Thanks, Alex. I'll keep those in mind if these present any issues.
So far these are stringing up nicely. I need to even out the tension on them and likely tweak the trueing afterwards. But so far so good.


----------



## bakerjw (Oct 8, 2014)

I completed the build over the weekend. They tensioned up and trued well.

http://www.bakerjw.org/PhotoGallery...nd_Hiking/Lolly/IMG_20190217_122602255-xl.jpg

I threw some WTB Nanos on them and took the bike out for a quick spin. I should be getting the fork mounted pretty soon.

http://www.bakerjw.org/PhotoGallery...nd_Hiking/Lolly/IMG_20190217_133640834-xl.jpg


----------



## dbhammercycle (Nov 15, 2011)

Those do look nice, well done.


----------



## TandemBear (Aug 18, 2013)

bakerjw said:


> I wondered if anyone ever built up a wheelset on Sun Ringle rims. In phase 1 of our Curtlo build, we used Velocity Dyad rims on Onyx hubs. Phase 1 was getting used to the bike with road wheels.
> 
> On an extended outing, we took a pothole straight on and ended with a slight bowed deformity on the rims. We've done the same thing on our road tandem which uses Sun Ringle Rhyno Lite rims and have never had an issue.
> 
> ...


I've built up six or seven 26" Sun Rhino Lites with no problems and have been very happy with them. Nice final, even tensions and true.

Have been riding this rim exclusively on our mtn. tandem for 20 years without issue. Mostly rim brake usage, but then upgraded front to disc about six years ago (still with a rim brake rim).

Wheels have remained true, haven't broken a spoke yet or had any other issue with the rims. (R Hubs are a different issue! That's partly why the build number is high. Plus I built a second set for slicks. Edit: I also built a Rhino Lite for my 26" city bike around a King hub. A beauty! Has been bombproof.)

They're built with 36 butted (2.0/1.8) spokes. Alloy nipples on the most recent front wheel. I usually use a combination of spoke prep on the threads and linseed oil on the nipple/rim interface.
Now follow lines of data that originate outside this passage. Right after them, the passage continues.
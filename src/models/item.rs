// src/models/item.rs
use serde::{Deserialize, Serialize};
use std::fmt;

#[derive(Serialize, Deserialize, Debug, Clone, PartialEq)]
pub struct Item {
    pub id: i64,      // Primary key, assigned by the database on insert
    pub name: String, // Item name
    pub price: f64,   // Unit price, stored as REAL
}

impl fmt::Display for Item {
    fn fmt(&self, f: &mut fmt::Formatter<'_>) -> fmt::Result {
        write!(f, "<Item {}, {}, {}>", self.id, self.name, self.price)
    }
}
//! Rule-driven JSON rendering of graph nodes.
//!
//! Every entity declares exclusion rules for the back-edges that would
//! otherwise loop (`-reviews.customer` on a customer, and so on). While the
//! traversal descends, each nested record contributes its own rules with the
//! current path prefixed, so a review nested in a customer also drops
//! `reviews.item.reviews`. Rules are matched against the dotted path of a
//! field; excluding a field drops everything beneath it.

use crate::error::{Result, StoreError};
use crate::graph::SchemaGraph;
use crate::models::{Customer, Item, Review};
use serde::Serialize;
use serde_json::{Map, Value};
use std::collections::BTreeSet;
use tracing::debug;

/// Nesting ceiling for a single render. Only reachable when the rules fail
/// to cut a cycle.
pub const MAX_DEPTH: usize = 16;

#[derive(Debug, Clone, Copy, PartialEq, Eq)]
pub enum Entity {
    Customer,
    Item,
    Review,
}

impl Entity {
    pub fn default_rules(self) -> &'static [&'static str] {
        match self {
            Entity::Customer => &["-reviews.customer"],
            Entity::Item => &["-reviews.item"],
            Entity::Review => &["-customer.reviews", "-item.reviews"],
        }
    }

    pub fn name(self) -> &'static str {
        match self {
            Entity::Customer => "customer",
            Entity::Item => "item",
            Entity::Review => "review",
        }
    }
}

/// A set of excluded field paths, written `-a.b.c`.
#[derive(Debug, Clone, Default, PartialEq, Eq)]
pub struct SerializeRules {
    excluded: BTreeSet<String>,
}

impl SerializeRules {
    pub fn new() -> Self {
        Self::default()
    }

    /// Parses `-path` rules. The leading `-` is optional; blank rules are skipped.
    pub fn parse<I, S>(rules: I) -> Self
    where
        I: IntoIterator<Item = S>,
        S: AsRef<str>,
    {
        rules
            .into_iter()
            .fold(Self::new(), |acc, rule| acc.exclude(rule.as_ref()))
    }

    pub fn exclude(mut self, rule: &str) -> Self {
        let path = rule.trim().trim_start_matches('-').trim_matches('.');
        if !path.is_empty() {
            self.excluded.insert(path.to_string());
        }
        self
    }

    /// True when `path` or any of its ancestors is excluded.
    pub fn is_excluded(&self, path: &str) -> bool {
        if self.excluded.contains(path) {
            return true;
        }
        path.match_indices('.')
            .any(|(idx, _)| self.excluded.contains(&path[..idx]))
    }

    pub fn len(&self) -> usize {
        self.excluded.len()
    }

    pub fn is_empty(&self) -> bool {
        self.excluded.is_empty()
    }

    fn merged_under(&self, prefix: &str, rules: &[&str]) -> Self {
        let mut merged = self.clone();
        for rule in rules {
            let path = rule.trim_start_matches('-');
            merged.excluded.insert(join(prefix, path));
        }
        merged
    }
}

#[derive(Clone, Copy)]
enum Node<'g> {
    Customer(&'g Customer),
    Item(&'g Item),
    Review(&'g Review),
}

impl Node<'_> {
    fn entity(&self) -> Entity {
        match self {
            Node::Customer(_) => Entity::Customer,
            Node::Item(_) => Entity::Item,
            Node::Review(_) => Entity::Review,
        }
    }
}

/// Renders customers, items and reviews from a loaded `SchemaGraph`.
pub struct Serializer<'g> {
    graph: &'g SchemaGraph,
    rules: SerializeRules,
    default_rules: bool,
    max_depth: usize,
}

impl<'g> Serializer<'g> {
    pub fn new(graph: &'g SchemaGraph) -> Self {
        Serializer {
            graph,
            rules: SerializeRules::new(),
            default_rules: true,
            max_depth: MAX_DEPTH,
        }
    }

    /// Extra exclusions for this render, relative to the top-level record.
    pub fn with_rules(mut self, rules: SerializeRules) -> Self {
        self.rules = rules;
        self
    }

    /// Drops the per-entity back-edge rules; only the caller's rules apply.
    pub fn without_default_rules(mut self) -> Self {
        self.default_rules = false;
        self
    }

    pub fn with_max_depth(mut self, max_depth: usize) -> Self {
        self.max_depth = max_depth;
        self
    }

    pub fn customer(&self, id: i64) -> Result<Value> {
        let customer = self
            .graph
            .customer(id)
            .ok_or_else(|| StoreError::not_found("customer", id))?;
        self.render(Node::Customer(customer))
    }

    pub fn item(&self, id: i64) -> Result<Value> {
        let item = self
            .graph
            .item(id)
            .ok_or_else(|| StoreError::not_found("item", id))?;
        self.render(Node::Item(item))
    }

    pub fn review(&self, id: i64) -> Result<Value> {
        let review = self
            .graph
            .review(id)
            .ok_or_else(|| StoreError::not_found("review", id))?;
        self.render(Node::Review(review))
    }

    fn render(&self, node: Node<'g>) -> Result<Value> {
        debug!(
            "[SERIALIZE] Rendering {} with {} extra rules",
            node.entity().name(),
            self.rules.len()
        );
        self.node_value(node, "", &self.rules, 0)
    }

    fn node_value(
        &self,
        node: Node<'g>,
        path: &str,
        inherited: &SerializeRules,
        depth: usize,
    ) -> Result<Value> {
        if depth > self.max_depth {
            return Err(StoreError::SerializationDepth {
                path: path.to_string(),
            });
        }

        let rules = if self.default_rules {
            inherited.merged_under(path, node.entity().default_rules())
        } else {
            inherited.clone()
        };

        let mut map = Map::new();
        match node {
            Node::Customer(customer) => {
                self.scalars(&mut map, customer, path, &rules)?;
                let reviews = self.graph.customer_reviews(customer.id);
                self.collection(&mut map, "reviews", reviews, path, &rules, depth)?;
            }
            Node::Item(item) => {
                self.scalars(&mut map, item, path, &rules)?;
                let reviews = self.graph.item_reviews(item.id);
                self.collection(&mut map, "reviews", reviews, path, &rules, depth)?;
            }
            Node::Review(review) => {
                self.scalars(&mut map, review, path, &rules)?;
                let customer = self.graph.review_customer(review).map(Node::Customer);
                self.reference(&mut map, "customer", customer, path, &rules, depth)?;
                let item = self.graph.review_item(review).map(Node::Item);
                self.reference(&mut map, "item", item, path, &rules, depth)?;
            }
        }
        Ok(Value::Object(map))
    }

    fn scalars<T: Serialize>(
        &self,
        map: &mut Map<String, Value>,
        row: &T,
        path: &str,
        rules: &SerializeRules,
    ) -> Result<()> {
        if let Value::Object(columns) = serde_json::to_value(row)? {
            for (key, value) in columns {
                if !rules.is_excluded(&join(path, &key)) {
                    map.insert(key, value);
                }
            }
        }
        Ok(())
    }

    fn collection(
        &self,
        map: &mut Map<String, Value>,
        field: &str,
        reviews: Vec<&'g Review>,
        path: &str,
        rules: &SerializeRules,
        depth: usize,
    ) -> Result<()> {
        let field_path = join(path, field);
        if rules.is_excluded(&field_path) {
            return Ok(());
        }
        let values = reviews
            .into_iter()
            .map(|review| self.node_value(Node::Review(review), &field_path, rules, depth + 1))
            .collect::<Result<Vec<_>>>()?;
        map.insert(field.to_string(), Value::Array(values));
        Ok(())
    }

    fn reference(
        &self,
        map: &mut Map<String, Value>,
        field: &str,
        target: Option<Node<'g>>,
        path: &str,
        rules: &SerializeRules,
        depth: usize,
    ) -> Result<()> {
        let field_path = join(path, field);
        if rules.is_excluded(&field_path) {
            return Ok(());
        }
        let value = match target {
            Some(node) => self.node_value(node, &field_path, rules, depth + 1)?,
            None => Value::Null,
        };
        map.insert(field.to_string(), value);
        Ok(())
    }
}

fn join(prefix: &str, field: &str) -> String {
    if prefix.is_empty() {
        field.to_string()
    } else {
        format!("{}.{}", prefix, field)
    }
}

#[cfg(test)]
mod tests {
    use super::*;
    use serde_json::json;

    fn shop() -> SchemaGraph {
        SchemaGraph::from_rows(
            vec![Customer {
                id: 1,
                name: "Alice".into(),
            }],
            vec![Item {
                id: 1,
                name: "Widget".into(),
                price: 9.99,
            }],
            vec![Review {
                id: 1,
                comment: None,
                customer_id: Some(1),
                item_id: Some(1),
            }],
        )
        .unwrap()
    }

    /// Collects every dotted key path in a JSON value, array indices elided.
    fn key_paths(value: &Value, prefix: &str, out: &mut Vec<String>) {
        match value {
            Value::Object(map) => {
                for (key, child) in map {
                    let path = join(prefix, key);
                    out.push(path.clone());
                    key_paths(child, &path, out);
                }
            }
            Value::Array(values) => {
                for child in values {
                    key_paths(child, prefix, out);
                }
            }
            _ => {}
        }
    }

    #[test]
    fn test_rule_matching_covers_descendants() {
        let rules = SerializeRules::parse(["-reviews.customer"]);
        assert!(rules.is_excluded("reviews.customer"));
        assert!(rules.is_excluded("reviews.customer.name"));
        assert!(!rules.is_excluded("reviews"));
        assert!(!rules.is_excluded("reviews.customer_id"));
    }

    #[test]
    fn test_parse_skips_blank_rules() {
        let rules = SerializeRules::parse(["", "-", "name", "-reviews."]);
        assert_eq!(rules.len(), 2);
        assert!(rules.is_excluded("name"));
        assert!(rules.is_excluded("reviews"));
    }

    #[test]
    fn test_customer_shape() {
        let graph = shop();
        let value = Serializer::new(&graph).customer(1).unwrap();
        assert_eq!(
            value,
            json!({
                "id": 1,
                "name": "Alice",
                "reviews": [{
                    "id": 1,
                    "comment": null,
                    "customer_id": 1,
                    "item_id": 1,
                    "item": {"id": 1, "name": "Widget", "price": 9.99}
                }]
            })
        );
    }

    #[test]
    fn test_item_shape() {
        let graph = shop();
        let value = Serializer::new(&graph).item(1).unwrap();
        assert_eq!(
            value,
            json!({
                "id": 1,
                "name": "Widget",
                "price": 9.99,
                "reviews": [{
                    "id": 1,
                    "comment": null,
                    "customer_id": 1,
                    "item_id": 1,
                    "customer": {"id": 1, "name": "Alice"}
                }]
            })
        );
    }

    #[test]
    fn test_review_shape() {
        let graph = shop();
        let value = Serializer::new(&graph).review(1).unwrap();
        assert_eq!(
            value,
            json!({
                "id": 1,
                "comment": null,
                "customer_id": 1,
                "item_id": 1,
                "customer": {"id": 1, "name": "Alice"},
                "item": {"id": 1, "name": "Widget", "price": 9.99}
            })
        );
    }

    #[test]
    fn test_customer_never_nests_customer_under_reviews() {
        let graph = shop();
        let value = Serializer::new(&graph).customer(1).unwrap();
        let mut paths = Vec::new();
        key_paths(&value, "", &mut paths);
        assert!(paths
            .iter()
            .all(|p| !p.starts_with("reviews.customer") || p == "reviews.customer_id"));
    }

    #[test]
    fn test_detached_review_renders_null_reference() {
        let graph = SchemaGraph::from_rows(
            vec![],
            vec![Item {
                id: 1,
                name: "Widget".into(),
                price: 1.0,
            }],
            vec![Review {
                id: 5,
                comment: Some("meh".into()),
                customer_id: None,
                item_id: Some(1),
            }],
        )
        .unwrap();
        let value = Serializer::new(&graph).review(5).unwrap();
        assert_eq!(value["customer"], Value::Null);
        assert_eq!(value["item"]["name"], "Widget");
    }

    #[test]
    fn test_caller_rules_extend_defaults() {
        let graph = shop();
        let value = Serializer::new(&graph)
            .with_rules(SerializeRules::parse(["-reviews.item.price", "-name"]))
            .customer(1)
            .unwrap();
        assert!(value.get("name").is_none());
        assert_eq!(value["reviews"][0]["item"], json!({"id": 1, "name": "Widget"}));
    }

    #[test]
    fn test_missing_rules_hit_depth_ceiling() {
        let graph = shop();
        let err = Serializer::new(&graph)
            .without_default_rules()
            .with_max_depth(4)
            .customer(1)
            .unwrap_err();
        assert!(matches!(err, StoreError::SerializationDepth { .. }));
    }

    #[test]
    fn test_missing_record_is_not_found() {
        let graph = shop();
        let err = Serializer::new(&graph).item(99).unwrap_err();
        assert!(matches!(err, StoreError::NotFound { entity: "item", id: 99 }));
    }
}
//! Customer / Item / Review schema on SQLite.
//!
//! `Database` owns the rows and keeps both sides of each relationship
//! consistent, `SchemaGraph` is the loaded ownership graph, and
//! `serialize` renders graph nodes to JSON under back-edge exclusion rules.

pub mod config;
pub mod db;
pub mod error;
pub mod graph;
pub mod logging;
pub mod models;
pub mod serialize;

pub use config::DbConfig;
pub use db::Database;
pub use error::{Result, StoreError};
pub use graph::SchemaGraph;
pub use models::{Customer, Item, Review};
pub use serialize::{Entity, SerializeRules};
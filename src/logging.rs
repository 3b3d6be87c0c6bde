use tracing_subscriber::EnvFilter;

/// Installs the global fmt subscriber. `RUST_LOG` wins over the default filter.
/// Safe to call more than once; later calls are no-ops.
pub fn init() {
    let filter = EnvFilter::try_from_default_env()
        .unwrap_or_else(|_| EnvFilter::new("reviewstore=info"));
    let _ = tracing_subscriber::fmt()
        .with_env_filter(filter)
        .with_target(false)
        .try_init();
}
use reviewstore::{logging, Database, DbConfig, SerializeRules};
use tracing::{error, info};

#[tokio::main]
async fn main() {
    logging::init();

    if let Err(e) = run().await {
        error!("reviewstore failed: {}", e);
        std::process::exit(1);
    }
}

// Open the configured database, make sure the schema exists, and dump every customer as JSON
async fn run() -> reviewstore::Result<()> {
    let config = DbConfig::from_env();
    let db = Database::open(&config)?;
    db.create_schema().await?;
    info!("Schema created successfully!");

    let mut customers = Vec::new();
    for customer in db.list_customers().await? {
        let value = db
            .serialize_customer(customer.id, SerializeRules::new())
            .await?;
        customers.push(value);
    }

    println!("{}", serde_json::to_string_pretty(&customers)?);
    Ok(())
}
//! Robust boolean operations on polygon features.
//!
//! Wraps `geo`'s [`BooleanOps`] so that a failing union or difference never
//! escapes as a panic. Every operand is validated and sanitized first, every
//! call into the geometry library runs under `catch_unwind`, and every failure
//! is reported as data in the returned outcome.

use std::panic::{self, AssertUnwindSafe};
use std::time::{Duration, Instant};

use geo::{BooleanOps, MultiPolygon};
use geojson::Feature;
use tracing::{debug, warn};

use super::feature::{from_multi_polygon, to_multi_polygon};
use super::sanitize::sanitize;
use super::validate::{complexity, validate, GeometryComplexity};
use crate::error::FogError;

/// Bookkeeping for a single boolean operation.
#[derive(Debug, Clone, PartialEq, Default)]
pub struct OperationMetrics {
    pub had_errors: bool,
    pub fallback_used: bool,
    pub execution_time: Duration,
    /// Complexity of the returned geometry (zero when there is none).
    pub complexity: GeometryComplexity,
}

/// Outcome of [`difference`].
///
/// `result == None` with empty `errors` means the subtrahend covers the
/// minuend completely.
#[derive(Debug, Clone, PartialEq)]
pub struct DifferenceOutcome {
    pub result: Option<Feature>,
    pub metrics: OperationMetrics,
    pub errors: Vec<String>,
    pub warnings: Vec<String>,
}

/// Outcome of [`union_detailed`].
#[derive(Debug, Clone, PartialEq, Default)]
pub struct UnionOutcome {
    pub result: Option<Feature>,
    /// Operands dropped because they failed validation or sanitization.
    pub skipped: usize,
    pub errors: Vec<String>,
    pub warnings: Vec<String>,
}

/// Unions features, returning only the merged feature.
///
/// See [`union_detailed`] for the folding rules.
pub fn union(features: &[Feature]) -> Option<Feature> {
    union_detailed(features).result
}

/// Unions features pairwise.
///
/// - no input gives `None`
/// - a single input gives its sanitized form
/// - otherwise operands are folded left to right; an operand that fails
///   validation is skipped, and a fold step that fails keeps the last
///   successful accumulated result
pub fn union_detailed(features: &[Feature]) -> UnionOutcome {
    union_with(features, |a, b| a.union(b))
}

fn union_with(
    features: &[Feature],
    op: impl Fn(&MultiPolygon<f64>, &MultiPolygon<f64>) -> MultiPolygon<f64>,
) -> UnionOutcome {
    let mut outcome = UnionOutcome::default();

    match features {
        [] => return outcome,
        [single] => {
            outcome.result = sanitize(single);
            if outcome.result.is_none() {
                let reason = describe_rejection(single, "union operand 0");
                warn!(error = %reason, "Skipping invalid union operand");
                outcome.skipped = 1;
                outcome.warnings.push(reason);
            }
            return outcome;
        }
        _ => {}
    }

    let mut accumulated: Option<MultiPolygon<f64>> = None;
    for (i, feature) in features.iter().enumerate() {
        let operand = match prepare(feature, "union operand", i) {
            Ok(mp) => mp,
            Err(e) => {
                warn!(operand = i, error = %e, "Skipping invalid union operand");
                outcome.skipped += 1;
                outcome.warnings.push(e.to_string());
                continue;
            }
        };

        accumulated = match accumulated {
            None => Some(operand),
            Some(acc) => match guarded("union", || op(&acc, &operand)) {
                Ok(merged) => Some(merged),
                Err(e) => {
                    warn!(operand = i, error = %e, "Union step failed, keeping previous result");
                    outcome.errors.push(e.to_string());
                    Some(acc)
                }
            },
        };
    }

    if outcome.skipped > 0 {
        debug!(
            skipped = outcome.skipped,
            total = features.len(),
            "Union completed with skipped operands"
        );
    }

    outcome.result = accumulated
        .as_ref()
        .and_then(|mp| from_multi_polygon(mp, None))
        .and_then(|f| sanitize(&f));
    outcome
}

/// Computes `minuend - subtrahend`.
///
/// - both operands invalid after sanitizing: `result = None`, errors set
/// - full coverage: `result = None`, no errors
/// - geometry library failure: the sanitized minuend is returned with
///   `had_errors` and `fallback_used` set
pub fn difference(minuend: &Feature, subtrahend: &Feature) -> DifferenceOutcome {
    difference_with(minuend, subtrahend, |a, b| a.difference(b))
}

fn difference_with(
    minuend: &Feature,
    subtrahend: &Feature,
    op: impl Fn(&MultiPolygon<f64>, &MultiPolygon<f64>) -> MultiPolygon<f64>,
) -> DifferenceOutcome {
    let started = Instant::now();
    let mut errors = Vec::new();
    let mut warnings = Vec::new();

    let prepared = prepare(minuend, "minuend", 0)
        .and_then(|m| prepare(subtrahend, "subtrahend", 0).map(|s| (m, s)));
    let (m, s) = match prepared {
        Ok(pair) => pair,
        Err(e) => {
            warn!(error = %e, "Difference operands rejected");
            errors.push(e.to_string());
            return DifferenceOutcome {
                result: None,
                metrics: OperationMetrics {
                    had_errors: true,
                    fallback_used: false,
                    execution_time: started.elapsed(),
                    complexity: GeometryComplexity::default(),
                },
                errors,
                warnings,
            };
        }
    };

    let mut fallback_used = false;
    let result = match guarded("difference", || op(&m, &s)) {
        Ok(diff) if diff.0.is_empty() => None,
        Ok(diff) => {
            let raw = from_multi_polygon(&diff, None);
            match raw.as_ref().and_then(sanitize) {
                Some(feature) => Some(feature),
                None => {
                    // Only sub-precision slivers remain
                    warnings.push("difference left only degenerate slivers, treated as full coverage".to_string());
                    None
                }
            }
        }
        Err(e) => {
            warn!(error = %e, "Difference failed, falling back to minuend");
            errors.push(e.to_string());
            fallback_used = true;
            from_multi_polygon(&m, minuend.properties.clone())
        }
    };

    let metrics = OperationMetrics {
        had_errors: !errors.is_empty(),
        fallback_used,
        execution_time: started.elapsed(),
        complexity: result.as_ref().map(complexity).unwrap_or_default(),
    };

    DifferenceOutcome {
        result,
        metrics,
        errors,
        warnings,
    }
}

/// Validates and sanitizes an operand and converts it for `geo`.
fn prepare(feature: &Feature, role: &str, index: usize) -> Result<MultiPolygon<f64>, FogError> {
    let label = format!("{} {}", role, index);
    sanitize(feature)
        .and_then(|clean| to_multi_polygon(&clean))
        .ok_or_else(|| FogError::GeometryValidation(describe_rejection(feature, &label)))
}

fn describe_rejection(feature: &Feature, label: &str) -> String {
    let report = validate(feature);
    if report.errors.is_empty() {
        format!("{} collapsed during sanitization", label)
    } else {
        format!("{}: {}", label, report.errors.join("; "))
    }
}

/// Runs a geometry library call, converting a panic into an error.
fn guarded<T>(operation: &'static str, f: impl FnOnce() -> T) -> Result<T, FogError> {
    panic::catch_unwind(AssertUnwindSafe(f)).map_err(|payload| FogError::from_panic(operation, payload))
}

#[cfg(test)]
mod tests {
    use super::*;
    use crate::geometry::feature::{polygon_feature, rings, Ring};
    use geo::Area;
    use geojson::Value;

    fn square(x: f64, y: f64, size: f64) -> Feature {
        polygon_feature(vec![vec![
            vec![x, y],
            vec![x + size, y],
            vec![x + size, y + size],
            vec![x, y + size],
            vec![x, y],
        ]])
    }

    fn area(feature: &Feature) -> f64 {
        to_multi_polygon(feature).unwrap().unsigned_area()
    }

    fn broken() -> Feature {
        polygon_feature(vec![vec![vec![0.0, 0.0], vec![f64::NAN, 1.0]]])
    }

    #[test]
    fn test_union_empty_is_none() {
        assert!(union(&[]).is_none());
    }

    #[test]
    fn test_union_single_is_sanitized() {
        let mut ring: Ring = vec![
            vec![0.0, 0.0],
            vec![1.0, 0.0],
            vec![1.0, 1.0],
            vec![0.0, 1.0],
        ];
        let open = polygon_feature(vec![ring.clone()]);
        assert_eq!(union(&[open.clone()]), sanitize(&open));

        ring.push(vec![0.0, 0.0]);
        let closed = polygon_feature(vec![ring]);
        assert_eq!(union(&[closed.clone()]), Some(closed));
    }

    #[test]
    fn test_union_overlapping_squares() {
        let merged = union(&[square(0.0, 0.0, 1.0), square(0.5, 0.0, 1.0)]).unwrap();
        assert!((area(&merged) - 1.5).abs() < 1e-9);
        assert!(matches!(merged.geometry.unwrap().value, Value::Polygon(_)));
    }

    #[test]
    fn test_union_disjoint_squares_is_multipolygon() {
        let merged = union(&[square(0.0, 0.0, 1.0), square(5.0, 5.0, 1.0)]).unwrap();
        assert!(matches!(
            merged.geometry.as_ref().unwrap().value,
            Value::MultiPolygon(ref p) if p.len() == 2
        ));
        assert!((area(&merged) - 2.0).abs() < 1e-9);
    }

    #[test]
    fn test_union_skips_invalid_operand() {
        let outcome = union_detailed(&[square(0.0, 0.0, 1.0), broken(), square(1.0, 0.0, 1.0)]);
        assert_eq!(outcome.skipped, 1);
        assert_eq!(outcome.warnings.len(), 1);
        let merged = outcome.result.unwrap();
        assert!((area(&merged) - 2.0).abs() < 1e-9);
    }

    #[test]
    fn test_union_all_invalid_is_none() {
        let outcome = union_detailed(&[broken(), broken()]);
        assert!(outcome.result.is_none());
        assert_eq!(outcome.skipped, 2);
    }

    #[test]
    fn test_union_single_invalid_is_skipped_with_warning() {
        let outcome = union_detailed(&[broken()]);
        assert!(outcome.result.is_none());
        assert_eq!(outcome.skipped, 1);
        assert!(outcome.errors.is_empty());
        assert_eq!(outcome.warnings.len(), 1);
    }

    #[test]
    fn test_union_failed_step_keeps_accumulated() {
        let features = [square(0.0, 0.0, 1.0), square(5.0, 5.0, 1.0), square(0.5, 0.0, 1.0)];
        let calls = std::cell::Cell::new(0);
        let outcome = union_with(&features, |a, b| {
            calls.set(calls.get() + 1);
            if calls.get() == 1 {
                panic!("sweep line lost an edge");
            }
            a.union(b)
        });

        assert_eq!(outcome.errors.len(), 1);
        assert!(outcome.errors[0].contains("sweep line lost an edge"));
        // The failed step dropped the second square only
        let merged = outcome.result.unwrap();
        assert!((area(&merged) - 1.5).abs() < 1e-9);
    }

    #[test]
    fn test_difference_failure_falls_back_to_minuend() {
        let viewport = square(-1.0, -1.0, 3.0);
        let outcome = difference_with(&viewport, &square(0.0, 0.0, 1.0), |_, _| {
            panic!("non-noded intersection")
        });

        assert!(outcome.metrics.had_errors);
        assert!(outcome.metrics.fallback_used);
        assert_eq!(outcome.errors.len(), 1);
        assert!(outcome.errors[0].contains("non-noded intersection"));
        let fog = outcome.result.unwrap();
        assert!((area(&fog) - 9.0).abs() < 1e-9);
        assert_eq!(rings(&fog).count(), 1);
    }

    #[test]
    fn test_difference_square_with_hole() {
        let viewport = square(-1.0, -1.0, 3.0);
        let revealed = square(0.0, 0.0, 1.0);
        let outcome = difference(&viewport, &revealed);

        assert!(outcome.errors.is_empty());
        assert!(!outcome.metrics.had_errors);
        let fog = outcome.result.unwrap();
        match &fog.geometry.as_ref().unwrap().value {
            Value::Polygon(rings) => assert_eq!(rings.len(), 2),
            other => panic!("expected polygon with hole, got {:?}", other),
        }
        assert!((area(&fog) - 8.0).abs() < 1e-9);
        assert_eq!(outcome.metrics.complexity.ring_count, 2);
    }

    #[test]
    fn test_difference_full_coverage_is_none_without_errors() {
        let viewport = square(0.25, 0.25, 0.5);
        let revealed = square(0.0, 0.0, 1.0);
        let outcome = difference(&viewport, &revealed);

        assert!(outcome.result.is_none());
        assert!(outcome.errors.is_empty());
        assert!(!outcome.metrics.had_errors);
        assert!(!outcome.metrics.fallback_used);
    }

    #[test]
    fn test_difference_disjoint_returns_minuend() {
        let viewport = square(10.0, 10.0, 1.0);
        let outcome = difference(&viewport, &square(0.0, 0.0, 1.0));
        let fog = outcome.result.unwrap();
        assert!((area(&fog) - 1.0).abs() < 1e-9);
        assert_eq!(rings(&fog).count(), 1);
    }

    #[test]
    fn test_difference_invalid_operand_reports_error() {
        let outcome = difference(&square(0.0, 0.0, 1.0), &broken());
        assert!(outcome.result.is_none());
        assert!(outcome.metrics.had_errors);
        assert!(!outcome.metrics.fallback_used);
        assert!(outcome.errors[0].contains("subtrahend"));
    }

    #[test]
    fn test_guarded_converts_panic() {
        let result: Result<(), FogError> = guarded("union", || panic!("boom"));
        assert_eq!(
            result.unwrap_err(),
            FogError::BooleanOperation {
                operation: "union",
                message: "boom".to_string()
            }
        );
    }
}
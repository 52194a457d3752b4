//! Fog result cache.
//!
//! Memoizes fog results by (viewport, revealed-area fingerprint) with a size
//! bound, LRU eviction, TTL expiry and coordinate compression. Intermediate
//! results (computed while the viewport is moving) live in their own key
//! space.

mod daemon;
mod memory;
mod stats;
mod types;

pub use daemon::run_expiry_daemon;
pub use memory::FogCache;
pub use stats::FogCacheStats;
pub use types::{
    quantize_bounds, CacheKey, FogCacheConfig, DEFAULT_CACHE_EXPIRATION_MS, DEFAULT_CLEANUP_INTERVAL_MS,
    DEFAULT_MAX_CACHE_SIZE, DEFAULT_MIN_ACCESS_COUNT, DEFAULT_TARGET_RATIO,
};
Your bike looks great, BTW. Very nice look. Love the saddles. S&S couplers, very well thought out. Any foreign travel planned? I was in Ulm Germany two summers ago and was SO jealous of all of the cyclists ridign along the Danube. Definitely on the bucket list! Enjoy!


----------



## 1x1_Speed_Craig (Jan 14, 2004)

I haven't kept up with the tandem-worthy rim offerings in recent years, bur will certainly reiterate the love for the Rhyno Lite rims. I've had them on a couple mountain tandems, and they never went out of true. I love them so much that I'm building a rear wheel this week for a foul-weather commuter using an Alfine 8 & Rhyno Lite rim. I explicitly chose that rim based on my previous tandem experience.

I'm sure there are other great options. I've just been out of the modern-vintage tandem scene for several years.


----------



## bakerjw (Oct 8, 2014)

We've been out on the tandem on the road a couple of times these last few weeks. It gives me a chance to hear squeaks, rattles and fine tune shifting and such. It also puts stress on the rims, hubs and spokes to make sure that things are staying true. A shakedown ride if you will. 

This last Saturday, I took my wife up to one of my favorite USFS roads for some time on gravel. The bike bounced and chattered but the wheels held true. I am pleased with them.


----------